No better way to spend a day than in glorious sunshine along the shoreline at Onich, nr Glencoe looking at metamorphosed Lower Dalradian sediments: slates, quartzite and phyllite of the Ballachulish subgroup in the Appin Group; classic geology, but don’t hang around waiting for the sunny day; you could be there a while.

View looking east from Onich over the Ballachulish Bridge along Loch Leven, Highland Region. Glen Coe Quartzite showing corrie wall. Loch Leven is a glacially overdeepened rock basin.

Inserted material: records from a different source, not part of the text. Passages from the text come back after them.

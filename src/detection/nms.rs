/// Overlap measure used by non-maximum suppression.
pub trait Nms {
    fn iou(&self, other: &Self) -> f32;
    fn confidence(&self) -> f32;
}

/// Greedy non-maximum suppression with a top-K cap.
///
/// Candidates are visited in descending-confidence order; a candidate
/// survives when its IoU with every already-kept item stays at or below
/// `iou_threshold`. Returns the indices of the survivors, in selection
/// order (descending confidence). At most `top_k` indices are returned.
///
/// `score_threshold` re-checks the confidence floor; candidates below it
/// never survive. Empty input or `top_k == 0` yields an empty result.
pub fn nms_indices<T: Nms>(
    items: &[T],
    score_threshold: f32,
    iou_threshold: f32,
    top_k: usize,
) -> Vec<usize> {
    let mut order: Vec<usize> = (0..items.len())
        .filter(|&i| items[i].confidence() >= score_threshold)
        .collect();
    order.sort_by(|&a, &b| {
        items[b]
            .confidence()
            .partial_cmp(&items[a].confidence())
            .unwrap_or(std::cmp::Ordering::Equal)
    });

    let mut keep: Vec<usize> = Vec::new();
    for &idx in &order {
        if keep.len() >= top_k {
            break;
        }
        let overlaps = keep
            .iter()
            .any(|&kept| items[kept].iou(&items[idx]) > iou_threshold);
        if !overlaps {
            keep.push(idx);
        }
    }
    keep
}
use serde::{Deserialize, Serialize};

use crate::common::armor::Point2;
use crate::detection::nms::Nms;

/// Axis-aligned bounding box in source-image coordinates, carrying the
/// confidence score of the detection it encloses.
#[derive(Default, Debug, Clone, Copy, PartialEq, Serialize, Deserialize, PartialOrd)]
pub struct BBox {
    pub x1: f32,
    pub y1: f32,
    pub x2: f32,
    pub y2: f32,
    pub w: f32,
    pub h: f32,

    pub conf: f32,
}

impl BBox {
    pub fn new(x1: f32, y1: f32, x2: f32, y2: f32, conf: f32) -> Self {
        Self {
            x1,
            y1,
            x2,
            y2,
            w: x2 - x1,
            h: y2 - y1,
            conf,
        }
    }

    /// Smallest axis-aligned box enclosing the given corner points.
    pub fn from_points(points: &[Point2; 4], conf: f32) -> Self {
        let mut x1 = f32::INFINITY;
        let mut y1 = f32::INFINITY;
        let mut x2 = f32::NEG_INFINITY;
        let mut y2 = f32::NEG_INFINITY;
        for p in points {
            x1 = x1.min(p.x);
            y1 = y1.min(p.y);
            x2 = x2.max(p.x);
            y2 = y2.max(p.y);
        }
        Self::new(x1, y1, x2, y2, conf)
    }

    /// Returns the width of the bounding box.
    pub fn width(&self) -> f32 {
        self.w
    }

    /// Returns the height of the bounding box.
    pub fn height(&self) -> f32 {
        self.h
    }

    /// Returns the center x-coordinate of the bounding box.
    pub fn cx(&self) -> f32 {
        self.x1 + self.w / 2.
    }

    /// Returns the center y-coordinate of the bounding box.
    pub fn cy(&self) -> f32 {
        self.y1 + self.h / 2.
    }

    /// Returns the bounding box coordinates as `(x1, y1, x2, y2)`.
    pub fn xy1_xy2(&self) -> (f32, f32, f32, f32) {
        (self.x1, self.y1, self.x2, self.y2)
    }

    /// Returns the bounding box coordinates and size as `(x, y, w, h)`.
    pub fn xy1_wh(&self) -> (f32, f32, f32, f32) {
        (self.x1, self.y1, self.w, self.h)
    }

    /// Computes the area of the bounding box.
    pub fn area(&self) -> f32 {
        self.h * self.w
    }

    /// Computes the intersection area between this bounding box and another.
    pub fn intersect(&self, other: &BBox) -> f32 {
        let left = self.x1.max(other.x1);
        let right = (self.x1 + self.w).min(other.x1 + other.w);
        let top = self.y1.max(other.y1);
        let bottom = (self.y1 + self.h).min(other.y1 + other.h);
        (right - left).max(0.) * (bottom - top).max(0.)
    }

    /// Computes the union area between this bounding box and another.
    pub fn union(&self, other: &BBox) -> f32 {
        self.area() + other.area() - self.intersect(other)
    }

    /// Sets the bounding box's coordinates using `(x1, y1, x2, y2)` and
    /// calculates width and height.
    pub fn with_x1y1_x2y2(mut self, x1: f32, y1: f32, x2: f32, y2: f32) -> Self {
        self.x1 = x1;
        self.y1 = y1;
        self.x2 = x2;
        self.y2 = y2;

        self.w = x2 - x1;
        self.h = y2 - y1;
        self
    }

    pub fn with_confidence(mut self, x: f32) -> Self {
        self.conf = x;
        self
    }

    pub fn as_xy_wh_i32(&self) -> (i32, i32, i32, i32) {
        (self.x1.round() as i32,
         self.y1.round() as i32,
         self.w.round() as i32,
         self.h.round() as i32)
    }
}

impl Nms for BBox {
    /// Computes the intersection over union (IoU) between this bounding box and another.
    fn iou(&self, other: &Self) -> f32 {
        self.intersect(other) / self.union(other)
    }

    /// Returns the confidence score of the bounding box.
    fn confidence(&self) -> f32 {
        self.conf
    }
}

SITES RICH IN EARTH SCIENCE OF WORLDWIDE INTEREST

The Pap of Glencoe, the prominent crags in left background is formed of Dalradian Supergroup Glen Coe Quartzite while the lower area on the opposite side of the valley is formed of Ballachulish Limestone. The Pap of Glencoe overlooks Loch Leven at the mouth of Glen Coe. There are a number of breast-shaped peaks in Scotland, and all are called paps, although the Pap of Glencoe is also called Sgurr na Cíche. The various paps of Scotland might be classed as a variety of mimetoliths, just like great stone faces are.

A well-developed corrie backwall is visible on Bidean nam Bian (right-hand background) within the lavas of the Glencoe Cauldron Subsidence. The flat area by the Ballachulish Bridge has been interpreted as a glacial outwash fan formed at a limit of the Loch Leven glacier.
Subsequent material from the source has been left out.